Friday, 8 February 2013

How Indian companies can change the future of research

Collaboration between companies and campuses has been cemented under the National Functional Knowledge Hub project. And L&T heads the first knowledge hub that has come up in the country — in Mumbai. Five engineering colleges and six companies in the capital goods sector have come together to ensure that students get to work at the companies and gain hands-on experience.

The students can walk into the companies situated around their colleges to work on cutting-edge research in areas such as product design and also interact with the industry so that they get a sense of the kind of domain expertise they need to achieve. "As things stand, there is a huge disconnect between the needs of the industry and the syllabus and the only way out is for the students to get a feel of the real world," says M Ananda krishnan, governor of IIT-Kanpur board, who was associated with the knowledge hub project during its early days.

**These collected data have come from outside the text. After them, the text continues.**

impl<Inner, P, S> Service<Request> for SchemaMiddleware<Inner, P, S>
where
    Inner: Service<Request, Response = Response> + Clone + Send + 'static,
    Inner::Future: Send + 'static,
    P: ConnectionSource + 'static,
    S: SchemaStore + 'static,
{
    type Response = Response;
    type Error = Inner::Error;
    type Future = BoxFuture<'static, Result<Response, Inner::Error>>;

    fn poll_ready(&mut self, cx: &mut Context<'_>) -> Poll<Result<(), Self::Error>> {
        self.inner.poll_ready(cx)
    }

    fn call(&mut self, mut request: Request) -> Self::Future {
        // The clone may not be ready; keep the one that was polled.
        let clone = self.inner.clone();
        let mut inner = std::mem::replace(&mut self.inner, clone);
        let shared = self.shared.clone();

        Box::pin(async move {
            let principal = request
                .extensions()
                .get::<Principal>()
                .copied()
                .unwrap_or_default();
            let store = request
                .extensions()
                .get::<Arc<dyn SessionStore>>()
                .cloned()
                .unwrap_or_else(ephemeral_session);

            let path = request.uri().path().to_string();
            let query = request.uri().query().map(str::to_string);
            let change_header = request
                .headers()
                .get(shared.selector.config().header.as_str())
                .and_then(|value| value.to_str().ok())
                .map(str::to_string);
            let info = RequestInfo {
                is_get: request.method() == Method::GET,
                path: &path,
                query: query.as_deref(),
                header: change_header.as_deref(),
            };

            match shared.selector.select(&info, &principal, &*store).await {
                Ok(SelectionOutcome::Continue) => {}
                Ok(SelectionOutcome::Respond(selected)) => return Ok(changed(selected)),
                Ok(SelectionOutcome::Redirect(location)) => return Ok(redirect(&location)),
                Err(e) => return Ok(refused(e)),
            }

            let conn = match shared.source.acquire().await {
                Ok(conn) => conn,
                Err(e) => return Ok(TenancyRejection(e).into_response()),
            };
            let mut session =
                SchemaSession::new(conn, &shared.tenancy).with_events(shared.events.clone());
            if let Err(e) = activate_for_request(&*store, &mut session).await {
                return Ok(refused(e));
            }

            let tenant = TenantSession::new(session);
            request.extensions_mut().insert(tenant.clone());
            request.extensions_mut().insert(store.clone());

            let response = inner.call(request).await?;

            let rejected = response.extensions().get::<Rejected>().cloned();
            let response = match rejected {
                Some(rejected) => {
                    let err = require_selection(
                        TenancyError::new(rejected.code, rejected.message),
                        &*store,
                    );
                    if err.code == ErrorCode::SelectionRequired {
                        selection_required(shared.selector.config(), err)
                    } else {
                        response
                    }
                }
                None => response,
            };

            if let Err(e) = tenant.lock().await.deactivate().await {
                warn!(error = %e, "Failed to reset search_path after request");
            }
            Ok(response)
        })
    }
}

fn ephemeral_session() -> Arc<dyn SessionStore> {
    Arc::new(MemorySession::new())
}

fn changed(selected: Option<SchemaName>) -> Response {
    let body = selected.map(SchemaName::into_inner).unwrap_or_default();
    (StatusCode::OK, body).into_response()
}

fn redirect(location: &str) -> Response {
    match Response::builder()
        .status(StatusCode::FOUND)
        .header(header::LOCATION, location)
        .body(Body::empty())
    {
        Ok(response) => response,
        Err(e) => TenancyRejection(TenancyError::internal(e.to_string())).into_response(),
    }
}

fn refused(err: TenancyError) -> Response {
    if err.is_forbidden() || err.is_validation() {
        debug!(error = %err, "Schema selection refused");
        (StatusCode::FORBIDDEN, err.to_string()).into_response()
    } else {
        TenancyRejection(err).into_response()
    }
}

fn selection_required(config: &SelectionConfig, err: TenancyError) -> Response {
    let status = StatusCode::from_u16(config.selection_required_status)
        .unwrap_or(StatusCode::INTERNAL_SERVER_ERROR);
    (status, err.to_string()).into_response()
}

/// Prelude for convenient imports.
pub mod prelude {
    pub use super::{SchemaLayer, SchemaMiddleware, Selected, TenancyRejection, TenantSession};
    pub use tenantry_core::prelude::*;
}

The Federation of Indian Chambers of Commerce and Industry (Ficci) started the knowledge hub programme and has planned five such regional hubs in the country to facilitate industry-academia linkages. "These programmes help the institutions to expose their students to the cutting-edge demands of their industry. It also helps companies find solutions through the research work done at these campuses," says Shobha Mishra Ghosh, head of education at Ficci.

SOS to Private Sector

Although IITs and a few top-notch institutions exist in India, many of the new colleges that have come up in the past 20 years lack necessary infrastructure. At the same time, research bodies too have lost touch with the needs of the country and the industry and cater to a programme that runs on churning out PhDs instead of working on innovations. The absence of a dependable and equipped higher education system in the country and a bureaucratic scientific tradition has thrown up a massive casualty: research.

Companies such as L&T, NIIT and Intel have realised that they cannot rely on the university system alone in India to supply engineers who are ready for the real world and have started collaborating with premier institutions in the country. This is why the corporate sector has begun to take an interest in education and research.

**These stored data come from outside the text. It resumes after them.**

//! # tenantry-core
//!
//! Schema-per-tenant routing for PostgreSQL.
//!
//! Every tenant gets its own PostgreSQL schema holding a copy of every
//! tenant table; shared tables live once in the public schema. This crate
//! provides:
//! - A registry of tenant schemas that clones a template schema on create
//! - A session handle that points a connection's `search_path` at one schema
//! - A statement classifier and a fan-out engine that replays unqualified
//!   tenant DDL in the template and every tenant schema
//! - The request selection rules (path, query parameter, header, implicit)
//! - An in-memory backend implementing all of the above for tests
//!
//! ## Identifiers
//!
//! ```rust
//! use tenantry_core::{SchemaName, SchemaRef, TEMPLATE_SCHEMA};
//!
//! assert!(SchemaName::parse("acme_2").is_ok());
//! assert!(SchemaName::parse("2acme").unwrap_err().is_validation());
//! assert!(SchemaName::parse(TEMPLATE_SCHEMA).is_err());
//! assert!(SchemaRef::parse(TEMPLATE_SCHEMA).unwrap().is_template());
//! ```
//!
//! ## Classification
//!
//! ```rust
//! use tenantry_core::classify::{ObjectName, StatementShape, parse_statement};
//!
//! assert_eq!(
//!     parse_statement("ALTER TABLE widgets ADD COLUMN colour text"),
//!     StatementShape::Table(ObjectName::bare("widgets")),
//! );
//! assert_eq!(
//!     parse_statement("CREATE INDEX w_name ON acme.widgets (name)"),
//!     StatementShape::Table(ObjectName::qualified("acme", "widgets")),
//! );
//! assert_eq!(parse_statement("CREATE FUNCTION f() RETURNS int"), StatementShape::Unrouted);
//! ```
//!
//! ## Registry and Sessions
//!
//! ```rust
//! use tenantry_core::prelude::*;
//! use tenantry_core::MemoryDatabase;
//!
//! # #[tokio::main(flavor = "current_thread")]
//! # async fn main() -> TenancyResult<()> {
//! let db = MemoryDatabase::new();
//! let config = TenancyConfig::default();
//! let registry = SchemaRegistry::new(db.clone());
//! registry.create(NewSchema::new("acme").display_name("Acme Inc")).await?;
//!
//! let mut session = SchemaSession::new(db.acquire().await?, &config);
//! session.activate("acme").await?;
//! assert_eq!(session.current().tenant().unwrap(), "acme");
//! session.deactivate().await?;
//! # Ok(())
//! # }
//! ```
//!
//! ## Error Handling
//!
//! ```rust
//! use tenantry_core::{ErrorCode, TenancyError};
//!
//! let err = TenancyError::template_activation();
//! assert_eq!(err.code, ErrorCode::TemplateActivation);
//! assert_eq!(err.http_status(), 403);
//! ```

pub mod classify;
pub mod config;
pub mod connection;
pub mod context;
pub mod error;
pub mod events;
pub mod fanout;
pub mod identifier;
pub mod logging;
pub mod memory;
pub mod registry;
pub mod schema;
pub mod selection;
pub mod tables;

pub use classify::{StatementTarget, classify, split_statements};
pub use config::{DatabaseConfig, SelectionConfig, TenancyConfig};
pub use connection::{Catalog, ConnectionSource, SchemaConnection, SearchPath, quote_ident};
pub use context::{ActiveSchema, SchemaSession};
pub use error::{ErrorCode, ErrorContext, TenancyError, TenancyResult};
pub use events::{NoEvents, SchemaEvents};
pub use fanout::{MigrationExecutor, Routing, SchemaEditor, ScriptReport};
pub use identifier::{MAX_SCHEMA_NAME_LEN, SchemaName, SchemaRef, TEMPLATE_SCHEMA};
pub use memory::{MemoryConnection, MemoryDatabase};
pub use registry::{SchemaRegistry, SchemaStore};
pub use schema::{NewSchema, Schema, UserId};
pub use selection::{
    MemorySession, Principal, RequestInfo, SchemaSelector, SelectionOutcome, SessionStore, User,
    activate_for_request, require_selection,
};
pub use tables::{Entity, EntityKey, Record, TableRegistry, TableScope};

// Re-export logging utilities
pub use logging::{
    get_log_format, get_log_level, init as init_logging, init_debug, init_with_level,
    is_debug_enabled,
};

/// Prelude module for convenient imports.
pub mod prelude {
    pub use crate::config::TenancyConfig;
    pub use crate::connection::{ConnectionSource, SchemaConnection};
    pub use crate::context::{ActiveSchema, SchemaSession};
    pub use crate::error::{TenancyError, TenancyResult};
    pub use crate::fanout::{MigrationExecutor, SchemaEditor};
    pub use crate::identifier::{SchemaName, SchemaRef};
    pub use crate::registry::{SchemaRegistry, SchemaStore};
    pub use crate::schema::{NewSchema, Schema};
    pub use crate::selection::{Principal, SchemaSelector, SessionStore};
    pub use crate::tables::{Entity, Record, TableRegistry, TableScope};
}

Apart from companies, the government also appears to be convinced that the private sector can play a huge role in research. This is the reason why, after having extended invitations under the public private partnership (PPP) route to the industry to collaborate on building roads, airports, railways and water, the government sees a huge role for the private sector in research and development (R&D) as well. The new science, technology and innovation policy, released by the prime minister, Manmohan Singh, earlier this month, is a reflection of this thought.

The new policy seeks to give room to the private sector to set up research facilities and to fund research on a 1:1 basis. As of now government bodies spend two-thirds of the total expenditure on research. The policy also states that the government would follow up with incentives for companies who want to get into research.